Così i lavori di Silvia Camporesi sineddoticamente rappresentano uno stato di manomissione ambientale generale e generalizzato. Allo stesso tempo, però, Silvia Camporesi attua una forzatura anche allo strumento stesso che utilizza.

Poiché “per sapere occorre immaginare” (Georges Didi-Huberman), perché l’immaginazione permette di vedere oltre alla percezione molto di ciò che sta al di là (William Morris) e, per attivare questa immaginazione, Silvia Camporesi ha forzato la fotografia, creando un corto circuito al suo interno.

Per antonomasia, la fotografia corrisponde a documentazione ma, in queste tre narrazioni, essa documenta qualcosa che non esiste, se non nell’immaginazione: attraverso l’immaginazione, Silvia Camporesi ricostruisce qualcosa che si può solo immaginare.

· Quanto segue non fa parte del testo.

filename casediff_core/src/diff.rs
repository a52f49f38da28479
use crate::equality::lines_equal;
use crate::highlight::{format_extra_line, format_line_pair, Style, StyledText};
use casediff_common::{Case, Options};
use tracing::debug;

/// One side of a diff line
#[derive(Debug, Clone, PartialEq, Eq)]
pub struct DiffSide {
    /// 1-based line number in the source file
    pub line_number: usize,
    pub text: String,
    pub display: StyledText,
}

impl DiffSide {
    /// Width of the unstyled text
    pub fn width(&self) -> usize {
        self.text.chars().count()
    }
}

/// One aligned line position of a mismatching case. A side is `None` only
/// past the end of the shorter case.
#[derive(Debug, Clone, PartialEq, Eq)]
pub struct DiffRecord {
    pub caseno: usize,
    /// Position within the case; 0 is the header line
    pub index: usize,
    pub left: Option<DiffSide>,
    pub right: Option<DiffSide>,
}

impl DiffRecord {
    pub fn line_numbers(&self) -> (Option<usize>, Option<usize>) {
        (
            self.left.as_ref().map(|s| s.line_number),
            self.right.as_ref().map(|s| s.line_number),
        )
    }

    pub fn widths(&self) -> (usize, usize) {
        (
            self.left.as_ref().map_or(0, DiffSide::width),
            self.right.as_ref().map_or(0, DiffSide::width),
        )
    }
}

fn side(case: &Case, index: usize, display: StyledText) -> DiffSide {
    DiffSide {
        line_number: case.start_line() + index,
        text: case.lines()[index].clone(),
        display,
    }
}

/// Build the positional diff of two cases that compared unequal.
///
/// With `suppress` set, equal line pairs are dropped. Lines past the end of
/// the shorter case have no counterpart and are always kept.
pub fn make_diff(caseno: usize, a: &Case, b: &Case, options: &Options) -> Vec<DiffRecord> {
    let common = a.len().min(b.len());
    let mut records = Vec::with_capacity(a.len().max(b.len()));

    for (index, (a_line, b_line)) in a.lines().iter().zip(b.lines()).enumerate() {
        if options.suppress && lines_equal(a_line, b_line, options) {
            continue;
        }
        let (a_display, b_display) = format_line_pair(a_line, b_line, options);
        records.push(DiffRecord {
            caseno,
            index,
            left: Some(side(a, index, a_display)),
            right: Some(side(b, index, b_display)),
        });
    }

    for index in common..a.len() {
        let display = format_extra_line(&a.lines()[index], Style::Removed, options);
        records.push(DiffRecord {
            caseno,
            index,
            left: Some(side(a, index, display)),
            right: None,
        });
    }
    for index in common..b.len() {
        let display = format_extra_line(&b.lines()[index], Style::Added, options);
        records.push(DiffRecord {
            caseno,
            index,
            left: None,
            right: Some(side(b, index, display)),
        });
    }

    debug!("Case #{}: {} diff lines", caseno, records.len());
    records
}

#[cfg(test)]
mod tests {
    use super::*;
    use casediff_common::CompareMethod;

    fn case(lines: &[&str], start_line: usize) -> Case {
        Case::new("", lines.iter().map(|l| l.to_string()).collect(), start_line)
    }

    fn opts(suppress: bool) -> Options {
        Options {
            method: CompareMethod::Exact,
            suppress,
            color: false,
            ..Default::default()
        }
    }

    #[test]
    fn test_suppress_keeps_only_mismatch() {
        let a = case(&["Case #1:", "x", "y", "z"], 1);
        let b = case(&["Case #1:", "x", "w", "z"], 1);
        let records = make_diff(1, &a, &b, &opts(true));

        assert_eq!(records.len(), 1);
        let record = &records[0];
        assert_eq!(record.index, 2);
        assert_eq!(record.left.as_ref().unwrap().text, "y");
        assert_eq!(record.right.as_ref().unwrap().text, "w");
        assert_eq!(record.line_numbers(), (Some(3), Some(3)));
    }

    #[test]
    fn test_without_suppress_all_lines() {
        let a = case(&["Case #1:", "x", "y"], 4);
        let b = case(&["Case #1:", "x", "w"], 10);
        let records = make_diff(2, &a, &b, &opts(false));

        assert_eq!(records.len(), 3);
        assert!(records.iter().all(|r| r.caseno == 2));
        assert_eq!(records[1].line_numbers(), (Some(5), Some(11)));
    }

    #[test]
    fn test_surplus_lines_one_sided() {
        let a = case(&["Case #1:", "1", "2", "3"], 1);
        let b = case(&["Case #1:", "1"], 1);
        let records = make_diff(1, &a, &b, &opts(true));

        assert_eq!(records.len(), 2);
        for (record, expected) in records.iter().zip(["2", "3"]) {
            assert!(record.right.is_none());
            assert_eq!(record.left.as_ref().unwrap().text, expected);
        }
        assert_eq!(records[1].line_numbers(), (Some(4), None));
        assert_eq!(records[1].widths(), (1, 0));
    }

    #[test]
    fn test_right_surplus() {
        let a = case(&["Case #1:"], 1);
        let b = case(&["Case #1:", "extra"], 7);
        let records = make_diff(1, &a, &b, &opts(true));

        assert_eq!(records.len(), 1);
        assert!(records[0].left.is_none());
        assert_eq!(records[0].line_numbers(), (None, Some(8)));
    }

    #[test]
    fn test_surplus_colored_whole() {
        let a = case(&["Case #1:"], 1);
        let b = case(&["Case #1:", "extra"], 1);
        let options = Options {
            color: true,
            ..opts(true)
        };
        let records = make_diff(1, &a, &b, &options);
        let display = &records[0].right.as_ref().unwrap().display;
        assert_eq!(display.spans().len(), 1);
        assert_eq!(display.spans()[0].style, Style::Added);
    }
}
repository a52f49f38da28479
use crate::diff::{DiffRecord, DiffSide};

const COLUMN_SPACING: &str = "      ";
const STACKED_SEPARATOR: &str = "\n\t";

/// Diff line layout
#[derive(Debug, Clone, Copy, PartialEq, Eq)]
pub enum Layout {
    /// `< left` / `> right` lines
    Unified,
    /// Two columns, stacked when wider than the wrap width
    SideBySide,
}

/// Lays out diff records with line numbers and padding
#[derive(Debug, Clone)]
pub struct DiffPrinter {
    layout: Layout,
    color: bool,
    wrap_width: usize,
}

struct Alignment {
    lineno: [usize; 2],
    left_text: usize,
    fits: bool,
}

fn lineno_width<'a>(sides: impl Iterator<Item = &'a DiffSide>) -> usize {
    sides
        .map(|s| s.line_number.to_string().len())
        .max()
        .unwrap_or(0)
}

impl DiffPrinter {
    pub fn new(layout: Layout, color: bool, wrap_width: usize) -> Self {
        Self {
            layout,
            color,
            wrap_width,
        }
    }

    fn align(&self, records: &[DiffRecord]) -> Alignment {
        let lineno = [
            lineno_width(records.iter().filter_map(|r| r.left.as_ref())),
            lineno_width(records.iter().filter_map(|r| r.right.as_ref())),
        ];
        let left_text = records.iter().map(|r| r.widths().0).max().unwrap_or(0);
        let right_text = records.iter().map(|r| r.widths().1).max().unwrap_or(0);

        let total = lineno[0] + lineno[1] + left_text + right_text + 4;
        Alignment {
            lineno,
            left_text,
            fits: total + COLUMN_SPACING.len() <= self.wrap_width,
        }
    }

    fn build(&self, side: &DiffSide, lineno_width: usize, text_width: usize) -> String {
        let pad = text_width.saturating_sub(side.width());
        format!(
            "{:>width$}: {}{}",
            side.line_number,
            side.display.render(self.color),
            " ".repeat(pad),
            width = lineno_width
        )
    }

    /// Render all records, one entry per record. Unified records with both
    /// sides span two lines. Empty input renders nothing.
    pub fn render(&self, records: &[DiffRecord]) -> Vec<String> {
        if records.is_empty() {
            return Vec::new();
        }

        let align = self.align(records);
        let left = |s: &DiffSide| self.build(s, align.lineno[0], align.left_text);
        let right = |s: &DiffSide| self.build(s, align.lineno[1], 0);
        let blank_left = " ".repeat(align.lineno[0] + 2 + align.left_text);

        records
            .iter()
            .filter_map(|record| match self.layout {
                Layout::SideBySide => {
                    let separator = if align.fits {
                        COLUMN_SPACING
                    } else {
                        STACKED_SEPARATOR
                    };
                    match (&record.left, &record.right) {
                        (Some(l), Some(r)) => Some(format!("{}{}{}", left(l), separator, right(r))),
                        (None, Some(r)) if align.fits => {
                            Some(format!("{}{}{}", blank_left, separator, right(r)))
                        }
                        (None, Some(r)) => Some(format!("\t{}", right(r))),
                        (Some(l), None) => Some(left(l)),
                        (None, None) => None,
                    }
                }
                Layout::Unified => match (&record.left, &record.right) {
                    (Some(l), Some(r)) => Some(format!("< {}\n> {}", left(l), right(r))),
                    (None, Some(r)) => Some(format!("> {}", right(r))),
                    (Some(l), None) => Some(format!("< {}", left(l))),
                    (None, None) => None,
                },
            })
            .collect()
    }
}
use std::path::PathBuf;
use thiserror::Error;

#[derive(Error, Debug)]
pub enum CaseDiffError {
    #[error("{}: {source}", path.display())]
    Io {
        path: PathBuf,
        #[source]
        source: std::io::Error,
    },

    /// The file does not start with a case header
    #[error("{}: 1st line doesn't match pattern", path.display())]
    MalformedInput { path: PathBuf },

    #[error("{}:{line}: expected case #{expected} but got #{actual}", path.display())]
    Sequence {
        path: PathBuf,
        line: usize,
        expected: usize,
        /// Case number found in the header
        actual: String,
    },

    #[error("Invalid case pattern: {0}")]
    InvalidPattern(String),

    #[error("Invalid configuration: {0}")]
    Config(String),

    #[error("Serialization error: {0}")]
    Serialization(String),
}

impl CaseDiffError {
    pub fn io(path: impl Into<PathBuf>, source: std::io::Error) -> Self {
        Self::Io {
            path: path.into(),
            source,
        }
    }

    /// Process exit status for a fatal error. Every error is structural.
    pub fn exit_code(&self) -> i32 {
        2
    }
}

pub type Result<T> = std::result::Result<T, CaseDiffError>;
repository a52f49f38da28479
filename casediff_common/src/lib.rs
pub mod config;
pub mod error;
pub mod types;

pub use config::*;
pub use error::*;
pub use types::*;
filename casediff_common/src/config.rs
use crate::{CaseDiffError, CaseEquality, CompareMethod, Options, OutputMode};
use directories::ProjectDirs;
use serde::Deserialize;
use std::fs;
use std::path::{Path, PathBuf};

const CONFIG_FILE_NAME: &str = "casediff.toml";

/// Environment variables consulted between flags and the config file
pub const ENV_PATTERN: &str = "PATTERN";
pub const ENV_EPSILON: &str = "EPSILON";
pub const ENV_ONECASE: &str = "ONECASE";
pub const ENV_METHOD: &str = "METHOD";
pub const ENV_FORMATTING: &str = "FORMATTING";

/// A partial set of options. One layer each for flags, environment and
/// config file; unset fields fall through to the next layer.
#[derive(Debug, Clone, Default, PartialEq, Deserialize)]
#[serde(default, deny_unknown_fields)]
pub struct OptionOverrides {
    pub pattern: Option<String>,
    pub one_case: Option<bool>,
    pub method: Option<CompareMethod>,
    pub epsilon: Option<f64>,
    pub equal_header: Option<bool>,
    pub formatting: Option<OutputMode>,
    pub summary: Option<bool>,
    pub suppress: Option<bool>,
    pub color: Option<bool>,
    pub wrap_width: Option<usize>,
}

impl OptionOverrides {
    /// Read the recognised environment variables through `lookup`.
    pub fn from_env<F>(lookup: F) -> Result<Self, CaseDiffError>
    where
        F: Fn(&str) -> Option<String>,
    {
        let mut layer = OptionOverrides {
            pattern: lookup(ENV_PATTERN),
            ..Default::default()
        };

        if let Some(value) = lookup(ENV_EPSILON) {
            let epsilon = value.trim().parse::<f64>().map_err(|e| {
                CaseDiffError::Config(format!("{ENV_EPSILON}={value}: {e}"))
            })?;
            layer.epsilon = Some(epsilon);
        }
        if let Some(value) = lookup(ENV_ONECASE) {
            layer.one_case = Some(parse_flag(ENV_ONECASE, &value)?);
        }
        if let Some(value) = lookup(ENV_METHOD) {
            let method = value
                .parse::<CompareMethod>()
                .map_err(|e| CaseDiffError::Config(format!("{ENV_METHOD}: {e}")))?;
            layer.method = Some(method);
        }
        if let Some(value) = lookup(ENV_FORMATTING) {
            let formatting = value
                .parse::<OutputMode>()
                .map_err(|e| CaseDiffError::Config(format!("{ENV_FORMATTING}: {e}")))?;
            layer.formatting = Some(formatting);
        }

        Ok(layer)
    }

    /// Read the process environment.
    pub fn from_process_env() -> Result<Self, CaseDiffError> {
        Self::from_env(|key| std::env::var(key).ok())
    }
}

fn parse_flag(name: &str, value: &str) -> Result<bool, CaseDiffError> {
    match value.trim().to_ascii_lowercase().as_str() {
        "" | "0" | "false" | "no" | "off" => Ok(false),
        "1" | "true" | "yes" | "on" => Ok(true),
        other => Err(CaseDiffError::Config(format!(
            "{name}={other}: expected a boolean"
        ))),
    }
}

impl Options {
    /// Resolve options from layers given in decreasing precedence.
    pub fn layered(layers: &[&OptionOverrides]) -> Result<Options, CaseDiffError> {
        fn pick<T: Clone>(
            layers: &[&OptionOverrides],
            field: impl Fn(&OptionOverrides) -> &Option<T>,
        ) -> Option<T> {
            layers.iter().find_map(|layer| field(layer).clone())
        }

        let defaults = Options::default();
        let options = Options {
            pattern: pick(layers, |l| &l.pattern).unwrap_or(defaults.pattern),
            one_case: pick(layers, |l| &l.one_case).unwrap_or(defaults.one_case),
            method: pick(layers, |l| &l.method).unwrap_or(defaults.method),
            epsilon: pick(layers, |l| &l.epsilon).unwrap_or(defaults.epsilon),
            equality: match pick(layers, |l| &l.equal_header) {
                Some(true) => CaseEquality::Header,
                Some(false) => CaseEquality::Body,
                None => defaults.equality,
            },
            output: pick(layers, |l| &l.formatting).unwrap_or(defaults.output),
            summary: pick(layers, |l| &l.summary).unwrap_or(defaults.summary),
            suppress: pick(layers, |l| &l.suppress).unwrap_or(defaults.suppress),
            color: pick(layers, |l| &l.color).unwrap_or(defaults.color),
            wrap_width: pick(layers, |l| &l.wrap_width).unwrap_or(defaults.wrap_width),
        };

        options.validate()?;
        Ok(options)
    }

    pub fn validate(&self) -> Result<(), CaseDiffError> {
        if !self.epsilon.is_finite() || self.epsilon < 0.0 {
            return Err(CaseDiffError::Config(format!(
                "epsilon must be a non-negative number, got {}",
                self.epsilon
            )));
        }
        if !self.one_case && self.pattern.is_empty() {
            return Err(CaseDiffError::Config("case pattern is empty".to_string()));
        }
        Ok(())
    }
}

#[derive(Debug, Clone)]
pub struct LoadedConfig {
    pub overrides: OptionOverrides,
    pub path: Option<PathBuf>,
    pub exists: bool,
}

/// Load `casediff.toml`. An explicit path must exist; otherwise the file
/// next to the executable wins over the platform config directory, and a
/// missing file yields an empty layer.
pub fn load_config(explicit: Option<&Path>) -> Result<LoadedConfig, CaseDiffError> {
    let path = match explicit {
        Some(path) => Some(path.to_path_buf()),
        None => resolve_config_path(),
    };

    let Some(path) = path else {
        return Ok(LoadedConfig {
            overrides: OptionOverrides::default(),
            path: None,
            exists: false,
        });
    };

    let exists = path.exists();
    if !exists && explicit.is_some() {
        return Err(CaseDiffError::io(
            &path,
            std::io::Error::new(std::io::ErrorKind::NotFound, "config file not found"),
        ));
    }

    let overrides = if exists {
        let data = fs::read_to_string(&path).map_err(|e| CaseDiffError::io(&path, e))?;
        parse_config(&data)?
    } else {
        OptionOverrides::default()
    };

    Ok(LoadedConfig {
        overrides,
        path: Some(path),
        exists,
    })
}

pub fn parse_config(data: &str) -> Result<OptionOverrides, CaseDiffError> {
    toml::from_str(data).map_err(|e| CaseDiffError::Serialization(e.to_string()))
}

fn resolve_config_path() -> Option<PathBuf> {
    if let Some(portable_path) = portable_config_path() {
        if portable_path.exists() {
            return Some(portable_path);
        }
    }

    ProjectDirs::from("", "", "casediff").map(|dirs| dirs.config_dir().join(CONFIG_FILE_NAME))
}

fn portable_config_path() -> Option<PathBuf> {
    std::env::current_exe()
        .ok()
        .and_then(|path| path.parent().map(|dir| dir.join(CONFIG_FILE_NAME)))
}
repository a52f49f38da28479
use casediff_common::{
    load_config, CaseDiffError, CompareMethod, OptionOverrides, Options, OutputMode,
};
use casediff_core::CaseDiffSession;
use clap::Parser;
use std::io::{IsTerminal, Write};
use std::path::PathBuf;
use std::fmt::Display;
use tracing::debug;
use tracing_subscriber::EnvFilter;

#[derive(Parser, Debug)]
#[command(name = "casediff")]
#[command(version)]
#[command(about = "Compare two output casefiles case by case", long_about = None)]
#[command(
    after_help = "Exit status is 0 if equal, 1 if different, 2 if trouble.\n\
                  By default each case should match numerically.\n\
                  Diffs are coloured by default.\n\
                  PATTERN, EPSILON, ONECASE, METHOD and FORMATTING override built-in defaults."
)]
struct Cli {
    /// Left casefile
    #[arg(default_value = "output.txt")]
    lhs_file: PathBuf,

    /// Right casefile
    #[arg(default_value = "answer.txt")]
    rhs_file: PathBuf,

    /// Config file (defaults to casediff.toml next to the binary or in the user config dir)
    #[arg(long, value_name = "PATH")]
    config: Option<PathBuf>,

    /// Case header regex pattern (capture group for case number)
    #[arg(short = 'P', long, value_name = "PATTERN", help_heading = "Comparison")]
    pattern: Option<String>,

    /// Treat whole thing as one case and ignore pattern
    #[arg(short = '1', long = "one", help_heading = "Comparison")]
    one_case: bool,

    /// Only headers must match
    #[arg(long, overrides_with = "equal_body", help_heading = "Comparison")]
    equal_header: bool,

    /// Everything must match
    #[arg(long, overrides_with = "equal_header", help_heading = "Comparison")]
    equal_body: bool,

    /// Compare lines byte by byte
    #[arg(long, group = "method", help_heading = "Comparison")]
    exact: bool,

    /// Compare lines token by token
    #[arg(long, group = "method", help_heading = "Comparison")]
    token: bool,

    /// Compare lines numerically
    #[arg(long, group = "method", help_heading = "Comparison")]
    numeric: bool,

    /// Precision error allowed (abs or rel)
    #[arg(short, long, value_name = "EPS", help_heading = "Comparison")]
    epsilon: Option<f64>,

    /// Output a normal diff (not side by side)
    #[arg(long, group = "formatting", help_heading = "Formatting")]
    normal: bool,

    /// Output in two columns
    #[arg(short = 'y', long, group = "formatting", help_heading = "Formatting")]
    side_by_side: bool,

    /// Output a newline-separated list of mismatching (bad) casenos
    #[arg(long, group = "formatting", help_heading = "Formatting")]
    caseno: bool,

    /// Do not output diffs, only report status
    #[arg(short = 'q', long, group = "formatting", help_heading = "Formatting")]
    brief: bool,

    /// Print a summary count of good cases at the end
    #[arg(short, long, help_heading = "Formatting")]
    summary: bool,

    /// Do not output common lines
    #[arg(long, alias = "suppress-common-lines", help_heading = "Formatting")]
    suppress: bool,

    /// Color diffs
    #[arg(long, overrides_with = "no_color", help_heading = "Formatting")]
    color: bool,

    /// Do not color diffs
    #[arg(long, overrides_with = "color", help_heading = "Formatting")]
    no_color: bool,

    /// Side-by-side rows wider than this are stacked
    #[arg(short = 'W', long, value_name = "COLUMNS", help_heading = "Formatting")]
    width: Option<usize>,
}

impl Cli {
    /// Options given explicitly on the command line
    fn overrides(&self) -> OptionOverrides {
        let method = if self.exact {
            Some(CompareMethod::Exact)
        } else if self.token {
            Some(CompareMethod::Token)
        } else if self.numeric {
            Some(CompareMethod::Numeric)
        } else {
            None
        };

        let formatting = if self.normal {
            Some(OutputMode::Normal)
        } else if self.side_by_side {
            Some(OutputMode::SideBySide)
        } else if self.caseno {
            Some(OutputMode::CasenoList)
        } else if self.brief {
            Some(OutputMode::Brief)
        } else {
            None
        };

        OptionOverrides {
            pattern: self.pattern.clone(),
            one_case: self.one_case.then_some(true),
            method,
            epsilon: self.epsilon,
            equal_header: flag_pair(self.equal_header, self.equal_body),
            formatting,
            summary: self.summary.then_some(true),
            suppress: self.suppress.then_some(true),
            color: flag_pair(self.color, self.no_color),
            wrap_width: self.width,
        }
    }
}

/// `Some(true)` / `Some(false)` for a `--x` / `--no-x` style pair
fn flag_pair(on: bool, off: bool) -> Option<bool> {
    match (on, off) {
        (true, _) => Some(true),
        (false, true) => Some(false),
        (false, false) => None,
    }
}

fn resolve_options(cli: &Cli) -> Result<Options, CaseDiffError> {
    let flags = cli.overrides();
    let env = OptionOverrides::from_process_env()?;
    let loaded = load_config(cli.config.as_deref())?;
    if let Some(path) = &loaded.path {
        debug!("Config file {} (exists: {})", path.display(), loaded.exists);
    }
    Options::layered(&[&flags, &env, &loaded.overrides])
}

/// Write a `casediff: ...` line to stderr. These are part of the program's
/// output and bypass the log filter.
fn diagnostic(message: impl Display) {
    let stderr = std::io::stderr();
    let mut err = stderr.lock();
    // Nowhere left to report a failing stderr
    let _ = writeln!(err, "casediff: {message}");
}

fn run(cli: &Cli) -> Result<i32, CaseDiffError> {
    let options = resolve_options(cli)?;
    debug!("Resolved options: {:?}", options);

    let session = CaseDiffSession::new(&options)?;
    let report = session.compare_files(&cli.lhs_file, &cli.rhs_file)?;

    for advisory in &report.advisories {
        diagnostic(advisory);
    }

    let stdout = std::io::stdout();
    let mut out = stdout.lock();
    for line in session.render(&report) {
        writeln!(out, "{line}").map_err(|e| CaseDiffError::io("<stdout>", e))?;
    }
    out.flush().map_err(|e| CaseDiffError::io("<stdout>", e))?;

    Ok(report.exit_code())
}

fn main() {
    // Logs go to stderr so stdout carries only the diff
    tracing_subscriber::fmt()
        .with_writer(std::io::stderr)
        .with_target(false)
        .without_time()
        .with_ansi(std::io::stderr().is_terminal())
        .with_env_filter(
            EnvFilter::try_from_default_env().unwrap_or_else(|_| EnvFilter::new("warn")),
        )
        .init();

    let cli = Cli::parse();

    match run(&cli) {
        Ok(code) => std::process::exit(code),
        Err(e) => {
            diagnostic(&e);
            std::process::exit(e.exit_code());
        }
    }
}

Come una fotografica “guida romantica a posti perduti”, ha infatti descritto tre luoghi del tutto unici nella loro rarità, talmente straordinari da sembrare inventati. A partire proprio dal primo, il più utopistico dei tre, che per un brevissimo periodo, ha dato l’illusione che potesse mantenere la sua concreta attuazione.

La storia, nonché il titolo stesso dei due lavori esposti, è quella de L’Isola delle Rose (recentemente tornata alla ribalta dal più che romanzato film L’incredibile storia dell’Isola delle Rose interpretato da Elio Germano e diretto da Sydney Sibilia).

L’ingegnere Giorgio Rosa, inseguendo ideali di totale libertà, si costruisce un proprio stato appena fuori le acque territoriali italiane, di fronte alla riviera di Rimini.

Una piattaforma con una propria lingua (l’Esperanto), con una propria moneta, dei propri francobolli e un proprio governo. Uno Stato che, inaugurato nella simbolica data del 1° maggio del 1968, durò solamente fino al febbraio del 1969 allorquando lo Stato Italiano (che non l’aveva mai riconosciuto), dopo un’occupazione militare, la fa saltare in aria.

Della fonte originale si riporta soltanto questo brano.